+++ Source material

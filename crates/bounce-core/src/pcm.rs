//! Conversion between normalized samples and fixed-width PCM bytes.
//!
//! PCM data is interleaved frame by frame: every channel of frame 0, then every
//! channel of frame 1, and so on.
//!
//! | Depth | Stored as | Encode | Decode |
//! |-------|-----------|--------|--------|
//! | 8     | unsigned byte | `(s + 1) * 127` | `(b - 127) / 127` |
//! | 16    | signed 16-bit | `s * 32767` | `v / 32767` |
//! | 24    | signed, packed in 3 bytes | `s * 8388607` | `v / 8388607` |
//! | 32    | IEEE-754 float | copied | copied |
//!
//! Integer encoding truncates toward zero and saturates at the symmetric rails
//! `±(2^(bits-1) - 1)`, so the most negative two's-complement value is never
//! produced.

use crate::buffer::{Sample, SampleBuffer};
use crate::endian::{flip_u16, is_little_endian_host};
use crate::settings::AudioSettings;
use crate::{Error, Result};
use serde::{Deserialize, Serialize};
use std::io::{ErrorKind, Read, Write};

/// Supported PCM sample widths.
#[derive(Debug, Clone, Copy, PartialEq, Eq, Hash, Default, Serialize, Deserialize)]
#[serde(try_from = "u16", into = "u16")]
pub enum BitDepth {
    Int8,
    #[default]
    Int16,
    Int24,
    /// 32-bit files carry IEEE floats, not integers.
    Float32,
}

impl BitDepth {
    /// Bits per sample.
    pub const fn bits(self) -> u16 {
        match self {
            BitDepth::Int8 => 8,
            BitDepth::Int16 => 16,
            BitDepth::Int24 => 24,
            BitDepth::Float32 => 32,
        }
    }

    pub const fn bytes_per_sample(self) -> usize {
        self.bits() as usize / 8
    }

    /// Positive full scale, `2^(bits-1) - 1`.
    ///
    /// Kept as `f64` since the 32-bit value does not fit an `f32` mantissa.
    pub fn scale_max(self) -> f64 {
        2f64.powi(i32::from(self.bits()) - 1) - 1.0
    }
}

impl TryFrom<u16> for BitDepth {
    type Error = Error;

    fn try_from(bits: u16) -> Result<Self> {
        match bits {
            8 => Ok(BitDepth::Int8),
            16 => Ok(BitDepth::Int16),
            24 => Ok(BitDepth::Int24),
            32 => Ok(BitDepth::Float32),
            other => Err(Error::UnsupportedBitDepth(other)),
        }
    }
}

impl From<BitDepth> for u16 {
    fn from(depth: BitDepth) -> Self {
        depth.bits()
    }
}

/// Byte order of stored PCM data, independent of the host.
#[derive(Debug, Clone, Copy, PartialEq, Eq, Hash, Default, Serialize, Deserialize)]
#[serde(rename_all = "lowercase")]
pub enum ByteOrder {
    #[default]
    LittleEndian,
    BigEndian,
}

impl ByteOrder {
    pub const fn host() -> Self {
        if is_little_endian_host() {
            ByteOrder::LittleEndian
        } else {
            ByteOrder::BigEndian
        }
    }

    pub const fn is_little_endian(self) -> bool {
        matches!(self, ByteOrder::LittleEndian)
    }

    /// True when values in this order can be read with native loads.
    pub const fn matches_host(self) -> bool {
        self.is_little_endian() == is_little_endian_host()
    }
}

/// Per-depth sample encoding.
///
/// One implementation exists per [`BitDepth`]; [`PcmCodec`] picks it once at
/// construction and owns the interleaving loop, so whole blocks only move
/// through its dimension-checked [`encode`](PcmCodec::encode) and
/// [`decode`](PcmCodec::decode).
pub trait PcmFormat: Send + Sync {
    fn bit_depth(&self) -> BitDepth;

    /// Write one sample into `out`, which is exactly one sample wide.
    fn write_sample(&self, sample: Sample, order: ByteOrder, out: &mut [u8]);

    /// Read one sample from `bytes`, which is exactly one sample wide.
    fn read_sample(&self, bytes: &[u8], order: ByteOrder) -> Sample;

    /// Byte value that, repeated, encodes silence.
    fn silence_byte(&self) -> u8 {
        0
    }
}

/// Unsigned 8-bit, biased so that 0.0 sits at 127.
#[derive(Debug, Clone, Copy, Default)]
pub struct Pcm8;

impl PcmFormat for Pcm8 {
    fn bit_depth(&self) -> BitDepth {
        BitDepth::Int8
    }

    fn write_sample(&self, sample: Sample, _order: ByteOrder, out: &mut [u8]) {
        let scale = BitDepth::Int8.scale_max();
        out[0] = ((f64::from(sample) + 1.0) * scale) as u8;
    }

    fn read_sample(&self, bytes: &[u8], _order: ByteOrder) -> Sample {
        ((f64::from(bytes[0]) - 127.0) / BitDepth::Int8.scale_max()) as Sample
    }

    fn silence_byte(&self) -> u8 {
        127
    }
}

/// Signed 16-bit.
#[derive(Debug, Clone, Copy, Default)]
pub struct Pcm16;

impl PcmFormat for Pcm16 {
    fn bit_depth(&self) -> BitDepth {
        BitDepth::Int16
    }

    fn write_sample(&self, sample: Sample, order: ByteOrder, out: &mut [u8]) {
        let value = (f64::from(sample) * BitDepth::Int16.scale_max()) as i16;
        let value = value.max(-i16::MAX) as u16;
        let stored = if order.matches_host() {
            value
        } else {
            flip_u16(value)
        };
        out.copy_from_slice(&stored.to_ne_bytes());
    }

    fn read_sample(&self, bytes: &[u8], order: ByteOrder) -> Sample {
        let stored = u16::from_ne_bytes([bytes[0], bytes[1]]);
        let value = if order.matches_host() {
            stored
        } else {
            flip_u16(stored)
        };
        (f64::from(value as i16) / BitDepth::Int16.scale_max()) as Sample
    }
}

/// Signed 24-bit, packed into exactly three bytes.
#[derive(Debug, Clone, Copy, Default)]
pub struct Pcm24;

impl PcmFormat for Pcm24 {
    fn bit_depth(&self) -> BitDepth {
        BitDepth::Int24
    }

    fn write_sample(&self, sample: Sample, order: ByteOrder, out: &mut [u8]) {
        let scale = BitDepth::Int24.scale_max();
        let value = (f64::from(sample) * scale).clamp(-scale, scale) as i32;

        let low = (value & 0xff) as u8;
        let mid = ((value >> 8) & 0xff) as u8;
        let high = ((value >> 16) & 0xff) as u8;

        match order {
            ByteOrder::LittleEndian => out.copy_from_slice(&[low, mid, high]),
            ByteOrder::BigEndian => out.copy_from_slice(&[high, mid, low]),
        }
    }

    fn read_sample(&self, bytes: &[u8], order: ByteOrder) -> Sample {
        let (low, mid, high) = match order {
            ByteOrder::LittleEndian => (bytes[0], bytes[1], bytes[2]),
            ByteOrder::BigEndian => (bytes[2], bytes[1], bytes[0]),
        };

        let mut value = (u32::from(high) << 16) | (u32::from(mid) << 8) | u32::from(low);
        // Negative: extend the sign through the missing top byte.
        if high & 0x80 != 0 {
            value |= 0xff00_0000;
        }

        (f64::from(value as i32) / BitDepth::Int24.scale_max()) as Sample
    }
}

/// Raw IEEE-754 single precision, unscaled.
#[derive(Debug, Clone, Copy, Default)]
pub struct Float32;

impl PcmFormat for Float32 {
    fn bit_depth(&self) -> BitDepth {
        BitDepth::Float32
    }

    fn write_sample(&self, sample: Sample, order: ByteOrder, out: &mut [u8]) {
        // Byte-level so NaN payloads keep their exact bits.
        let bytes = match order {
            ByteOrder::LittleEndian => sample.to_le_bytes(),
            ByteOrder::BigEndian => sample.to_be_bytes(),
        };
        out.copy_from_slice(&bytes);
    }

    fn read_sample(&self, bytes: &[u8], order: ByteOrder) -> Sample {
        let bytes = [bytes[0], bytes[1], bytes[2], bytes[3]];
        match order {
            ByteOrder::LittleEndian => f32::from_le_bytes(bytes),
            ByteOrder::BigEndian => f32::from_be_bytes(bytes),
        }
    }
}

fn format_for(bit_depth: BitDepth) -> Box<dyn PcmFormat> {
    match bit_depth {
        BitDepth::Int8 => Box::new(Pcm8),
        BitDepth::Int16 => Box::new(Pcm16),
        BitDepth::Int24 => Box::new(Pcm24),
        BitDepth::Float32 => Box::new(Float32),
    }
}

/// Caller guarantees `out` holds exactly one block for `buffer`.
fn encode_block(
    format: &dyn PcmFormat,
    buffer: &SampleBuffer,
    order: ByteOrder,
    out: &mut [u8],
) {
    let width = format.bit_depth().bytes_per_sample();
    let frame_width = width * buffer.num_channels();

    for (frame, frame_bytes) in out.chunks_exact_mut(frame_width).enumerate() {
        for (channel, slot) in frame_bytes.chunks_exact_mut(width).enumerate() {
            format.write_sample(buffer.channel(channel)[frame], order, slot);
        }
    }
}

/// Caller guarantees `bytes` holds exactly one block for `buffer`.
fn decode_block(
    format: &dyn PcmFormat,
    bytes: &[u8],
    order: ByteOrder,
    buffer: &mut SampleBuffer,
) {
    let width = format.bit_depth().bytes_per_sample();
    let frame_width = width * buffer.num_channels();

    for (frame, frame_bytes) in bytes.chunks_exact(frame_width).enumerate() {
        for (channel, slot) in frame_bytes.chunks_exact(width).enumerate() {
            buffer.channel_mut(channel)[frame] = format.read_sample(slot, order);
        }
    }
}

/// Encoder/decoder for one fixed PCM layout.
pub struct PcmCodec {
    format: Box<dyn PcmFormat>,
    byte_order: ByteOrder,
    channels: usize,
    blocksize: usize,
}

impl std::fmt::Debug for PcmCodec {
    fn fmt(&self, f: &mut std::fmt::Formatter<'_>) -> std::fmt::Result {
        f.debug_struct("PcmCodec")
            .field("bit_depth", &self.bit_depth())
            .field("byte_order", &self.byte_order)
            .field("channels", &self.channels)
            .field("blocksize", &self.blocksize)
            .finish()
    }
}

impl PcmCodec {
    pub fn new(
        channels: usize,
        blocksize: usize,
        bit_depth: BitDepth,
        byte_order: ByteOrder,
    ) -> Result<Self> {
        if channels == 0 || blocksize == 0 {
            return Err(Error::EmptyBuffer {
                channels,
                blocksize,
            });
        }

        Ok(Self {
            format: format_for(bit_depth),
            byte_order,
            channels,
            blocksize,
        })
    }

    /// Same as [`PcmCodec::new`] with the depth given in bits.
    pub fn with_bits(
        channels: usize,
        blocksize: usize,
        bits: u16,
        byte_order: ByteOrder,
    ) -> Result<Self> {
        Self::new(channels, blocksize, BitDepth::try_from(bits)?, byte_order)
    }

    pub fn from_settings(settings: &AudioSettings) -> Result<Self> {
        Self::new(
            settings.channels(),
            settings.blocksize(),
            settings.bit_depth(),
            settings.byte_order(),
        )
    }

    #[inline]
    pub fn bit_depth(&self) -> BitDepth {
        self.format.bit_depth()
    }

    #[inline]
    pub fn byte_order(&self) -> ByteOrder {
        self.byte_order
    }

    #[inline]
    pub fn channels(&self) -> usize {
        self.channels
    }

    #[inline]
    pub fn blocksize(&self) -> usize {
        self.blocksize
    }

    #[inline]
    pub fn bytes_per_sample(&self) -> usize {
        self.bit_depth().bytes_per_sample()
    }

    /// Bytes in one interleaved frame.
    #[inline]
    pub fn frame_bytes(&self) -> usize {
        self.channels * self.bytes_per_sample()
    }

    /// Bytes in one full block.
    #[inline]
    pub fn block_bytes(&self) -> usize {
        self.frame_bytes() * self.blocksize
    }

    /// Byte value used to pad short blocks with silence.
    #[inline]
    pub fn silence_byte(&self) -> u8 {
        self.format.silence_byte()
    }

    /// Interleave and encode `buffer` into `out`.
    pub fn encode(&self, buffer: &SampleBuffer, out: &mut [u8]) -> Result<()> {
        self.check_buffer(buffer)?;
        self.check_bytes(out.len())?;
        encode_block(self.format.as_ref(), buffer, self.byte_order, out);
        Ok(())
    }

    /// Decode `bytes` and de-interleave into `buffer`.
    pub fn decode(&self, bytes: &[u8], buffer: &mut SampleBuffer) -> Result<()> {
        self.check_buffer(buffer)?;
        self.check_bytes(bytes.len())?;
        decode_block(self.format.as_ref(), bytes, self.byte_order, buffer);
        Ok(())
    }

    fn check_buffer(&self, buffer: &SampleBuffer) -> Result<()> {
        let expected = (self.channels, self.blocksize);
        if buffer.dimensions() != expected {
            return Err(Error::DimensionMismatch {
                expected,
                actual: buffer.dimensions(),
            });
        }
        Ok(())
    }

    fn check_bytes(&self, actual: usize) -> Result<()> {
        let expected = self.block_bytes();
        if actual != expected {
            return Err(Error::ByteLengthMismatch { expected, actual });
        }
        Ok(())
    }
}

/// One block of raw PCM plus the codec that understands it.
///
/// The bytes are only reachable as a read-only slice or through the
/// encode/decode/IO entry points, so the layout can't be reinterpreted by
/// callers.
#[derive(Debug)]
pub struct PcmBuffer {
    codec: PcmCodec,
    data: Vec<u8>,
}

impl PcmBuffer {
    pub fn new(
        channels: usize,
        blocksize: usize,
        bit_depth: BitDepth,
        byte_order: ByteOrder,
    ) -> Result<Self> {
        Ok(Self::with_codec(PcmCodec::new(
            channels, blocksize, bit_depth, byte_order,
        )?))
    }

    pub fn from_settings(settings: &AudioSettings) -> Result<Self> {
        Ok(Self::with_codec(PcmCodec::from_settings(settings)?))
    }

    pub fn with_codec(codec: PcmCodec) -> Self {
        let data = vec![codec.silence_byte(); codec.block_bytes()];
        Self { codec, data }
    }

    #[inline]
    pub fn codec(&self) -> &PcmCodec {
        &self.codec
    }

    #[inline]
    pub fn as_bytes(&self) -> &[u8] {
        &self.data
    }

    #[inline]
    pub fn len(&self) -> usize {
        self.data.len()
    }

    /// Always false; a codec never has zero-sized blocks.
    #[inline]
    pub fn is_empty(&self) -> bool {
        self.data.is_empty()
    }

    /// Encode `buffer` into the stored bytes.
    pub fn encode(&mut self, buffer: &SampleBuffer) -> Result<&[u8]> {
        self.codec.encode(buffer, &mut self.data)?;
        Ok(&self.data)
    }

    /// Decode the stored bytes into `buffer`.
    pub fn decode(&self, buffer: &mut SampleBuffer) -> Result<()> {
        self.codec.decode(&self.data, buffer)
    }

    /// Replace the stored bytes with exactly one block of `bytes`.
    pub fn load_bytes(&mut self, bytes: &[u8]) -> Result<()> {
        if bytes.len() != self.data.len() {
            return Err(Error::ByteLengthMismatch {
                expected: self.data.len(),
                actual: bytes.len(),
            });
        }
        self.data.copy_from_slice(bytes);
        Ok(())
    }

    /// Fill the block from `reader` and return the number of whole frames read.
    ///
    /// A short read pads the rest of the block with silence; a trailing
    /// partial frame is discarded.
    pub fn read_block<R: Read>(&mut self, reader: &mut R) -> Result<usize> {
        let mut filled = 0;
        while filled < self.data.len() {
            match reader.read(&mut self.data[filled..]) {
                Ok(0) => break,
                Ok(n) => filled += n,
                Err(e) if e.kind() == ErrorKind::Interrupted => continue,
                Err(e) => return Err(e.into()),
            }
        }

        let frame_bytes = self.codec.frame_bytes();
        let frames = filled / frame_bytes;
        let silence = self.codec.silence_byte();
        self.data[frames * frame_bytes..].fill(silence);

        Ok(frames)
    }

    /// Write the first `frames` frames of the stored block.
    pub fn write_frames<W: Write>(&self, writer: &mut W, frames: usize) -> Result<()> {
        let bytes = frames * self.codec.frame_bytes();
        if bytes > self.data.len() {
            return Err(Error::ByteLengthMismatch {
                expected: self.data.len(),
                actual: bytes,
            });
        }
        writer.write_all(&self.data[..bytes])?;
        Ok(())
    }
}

++++++
+++ Source material

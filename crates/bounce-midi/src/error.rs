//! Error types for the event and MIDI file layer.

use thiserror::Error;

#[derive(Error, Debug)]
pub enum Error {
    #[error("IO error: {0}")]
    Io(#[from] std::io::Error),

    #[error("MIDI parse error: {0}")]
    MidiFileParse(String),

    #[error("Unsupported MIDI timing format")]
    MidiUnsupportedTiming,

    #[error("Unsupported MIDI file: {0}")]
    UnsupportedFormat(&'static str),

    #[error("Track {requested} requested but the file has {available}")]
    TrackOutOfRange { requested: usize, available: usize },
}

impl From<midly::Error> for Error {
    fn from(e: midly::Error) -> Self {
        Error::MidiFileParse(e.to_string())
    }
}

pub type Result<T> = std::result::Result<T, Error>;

++++++
+++ Source material

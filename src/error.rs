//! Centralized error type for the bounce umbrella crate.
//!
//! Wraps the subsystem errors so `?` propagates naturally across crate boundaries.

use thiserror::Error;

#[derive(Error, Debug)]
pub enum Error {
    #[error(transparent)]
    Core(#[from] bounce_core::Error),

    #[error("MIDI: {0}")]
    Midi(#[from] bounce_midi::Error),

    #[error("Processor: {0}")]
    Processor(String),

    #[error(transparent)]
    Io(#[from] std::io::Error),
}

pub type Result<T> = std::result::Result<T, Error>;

++++++

From the listing above, output exactly the run of lines that starts with the line containing "if actual != expected" and ends with the line containing "pub fn with_codec(codec: PcmCodec)".

        if actual != expected {
            return Err(Error::ByteLengthMismatch { expected, actual });
        }
        Ok(())
    }
}

/// One block of raw PCM plus the codec that understands it.
///
/// The bytes are only reachable as a read-only slice or through the
/// encode/decode/IO entry points, so the layout can't be reinterpreted by
/// callers.
#[derive(Debug)]
pub struct PcmBuffer {
    codec: PcmCodec,
    data: Vec<u8>,
}

impl PcmBuffer {
    pub fn new(
        channels: usize,
        blocksize: usize,
        bit_depth: BitDepth,
        byte_order: ByteOrder,
    ) -> Result<Self> {
        Ok(Self::with_codec(PcmCodec::new(
            channels, blocksize, bit_depth, byte_order,
        )?))
    }

    pub fn from_settings(settings: &AudioSettings) -> Result<Self> {
        Ok(Self::with_codec(PcmCodec::from_settings(settings)?))
    }

    pub fn with_codec(codec: PcmCodec) -> Self {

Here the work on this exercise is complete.